A recent article on mortgage-backed securities (MBS) had me going, “huh?” The story covers MBSs being very popular when mortgage rates were less than 3%, but now with rates over 7%, large, institutional buyers are staying away.

That’s one reason why mortgage rates are so high, despite MBSs in theory being more profitable today.

That’s created a profit opportunity for one of my favorite 10%+-yielding stocks…

The Wall Street Journal article titled “Mortgage Rates Are High Because Nobody is Buying Mortgages” lays out the story with Bank of America as the centerpiece.

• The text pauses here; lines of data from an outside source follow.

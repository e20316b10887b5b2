//! Built-in tool definitions and registry.

pub mod arithmetic;
pub mod greeting;
pub mod registry;

pub use greeting::Language;
pub use registry::{Arguments, ParamKind, ParamSpec, ToolRegistry, input_schema};

use crate::error::ToolResult;
use crate::protocol::Tool;
use serde_json::{Value, json};

/// The closed set of tools this server exposes.
#[derive(Debug, Clone, Copy, PartialEq, Eq)]
pub enum BuiltinTool {
    AddNumbers,
    MultiplyNumbers,
    GetGreeting,
}

impl BuiltinTool {
    /// Catalog order, as reported by `tools/list`.
    pub const ALL: [BuiltinTool; 3] = [Self::AddNumbers, Self::MultiplyNumbers, Self::GetGreeting];

    pub fn name(self) -> &'static str {
        match self {
            Self::AddNumbers => "add_numbers",
            Self::MultiplyNumbers => "multiply_numbers",
            Self::GetGreeting => "get_greeting",
        }
    }

    pub fn from_name(name: &str) -> Option<Self> {
        Self::ALL.into_iter().find(|t| t.name() == name)
    }

    pub fn description(self) -> &'static str {
        match self {
            Self::AddNumbers => "두 숫자를 더합니다",
            Self::MultiplyNumbers => "두 숫자를 곱합니다",
            Self::GetGreeting => "인사말을 생성합니다",
        }
    }

    pub fn params(self) -> Vec<ParamSpec> {
        match self {
            Self::AddNumbers => vec![
                ParamSpec::required("a", ParamKind::Number)
                    .title("숫자 A")
                    .description("첫 번째 숫자"),
                ParamSpec::required("b", ParamKind::Number)
                    .title("숫자 B")
                    .description("두 번째 숫자"),
            ],
            Self::MultiplyNumbers => vec![
                ParamSpec::required("x", ParamKind::Number)
                    .title("숫자 X")
                    .description("첫 번째 숫자"),
                ParamSpec::required("y", ParamKind::Number)
                    .title("숫자 Y")
                    .description("두 번째 숫자"),
            ],
            Self::GetGreeting => vec![
                ParamSpec::required("name", ParamKind::String)
                    .title("이름")
                    .description("이름"),
                ParamSpec::optional(
                    "language",
                    ParamKind::String,
                    json!(Language::default().code()),
                )
                .title("언어")
                .description("언어 (ko, en)"),
            ],
        }
    }

    pub fn definition(self) -> Tool {
        Tool {
            name: self.name().into(),
            description: Some(self.description().into()),
            input_schema: input_schema(&self.params()),
        }
    }

    /// Validate `arguments` and run the tool.
    pub fn invoke(self, arguments: &Value) -> ToolResult<String> {
        let args = Arguments::validate(&self.params(), arguments)?;
        let text = match self {
            Self::AddNumbers => arithmetic::add_numbers(args.number("a")?, args.number("b")?),
            Self::MultiplyNumbers => {
                arithmetic::multiply_numbers(args.number("x")?, args.number("y")?)
            }
            Self::GetGreeting => {
                let language = Language::try_from(args.string("language")?)?;
                greeting::get_greeting(args.string("name")?, language)
            }
        };
        Ok(text)
    }
}

/// Create the registry of all built-in tools.
pub fn create_registry() -> ToolRegistry {
    ToolRegistry::new(BuiltinTool::ALL)
}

In 2021, Bank of America Corp. (BAC) found itself with $1.9 trillion of deposits and only $900 million of outstanding loans. To earn interest on the deposits (for itself), the bank bought mortgage-backed securities (MBS). By the end of 2021, Bank of America owned $622 billion of MBSs.

Also, last year, the ten banks that own the most MBSs bought $219 of these home loan-backed bonds. The Federal Reserve also bought MBSs as part of its Qualitative Easing (QE) program.

These MBS were acquired when mortgage rates were less than 3%, meaning these MBS probably yield less than 2.5%.

Now that mortgage rates are much higher, the buyers of 2021 don’t have the capital to invest. The WSJ article notes this:

“Higher rates arrived this year and scrambled the economics of buying. Banks’ deposits have leveled off and in some cases declined. Loans are growing again. Some banks are also opting to hold mortgages, instead of mortgage bonds, on their books.”

Rising rates hammered the value of the low-coupon bonds purchased last year. If Bank of America sold those bonds, the losses would top $100 billion.

Mortgage rates have risen much faster than Treasury bond yields. Consider this chart:

Somewhere in my memory is the idea that 30-year mortgages typically cost about 2% more than the 10-year Treasury note yield. You can see the current spreads are well above that threshold.

The combination of high mortgage rates and a large spread compared to Treasury yields brings two thoughts to mind.

First, anyone needing to finance a home now will likely be able to refinance to a lower rate reasonably quickly. At some point, investors (especially institutional investors) will see the attractiveness of MBS yields and start to buy. The buying will shrink the spread, even if Treasury yields stay flat.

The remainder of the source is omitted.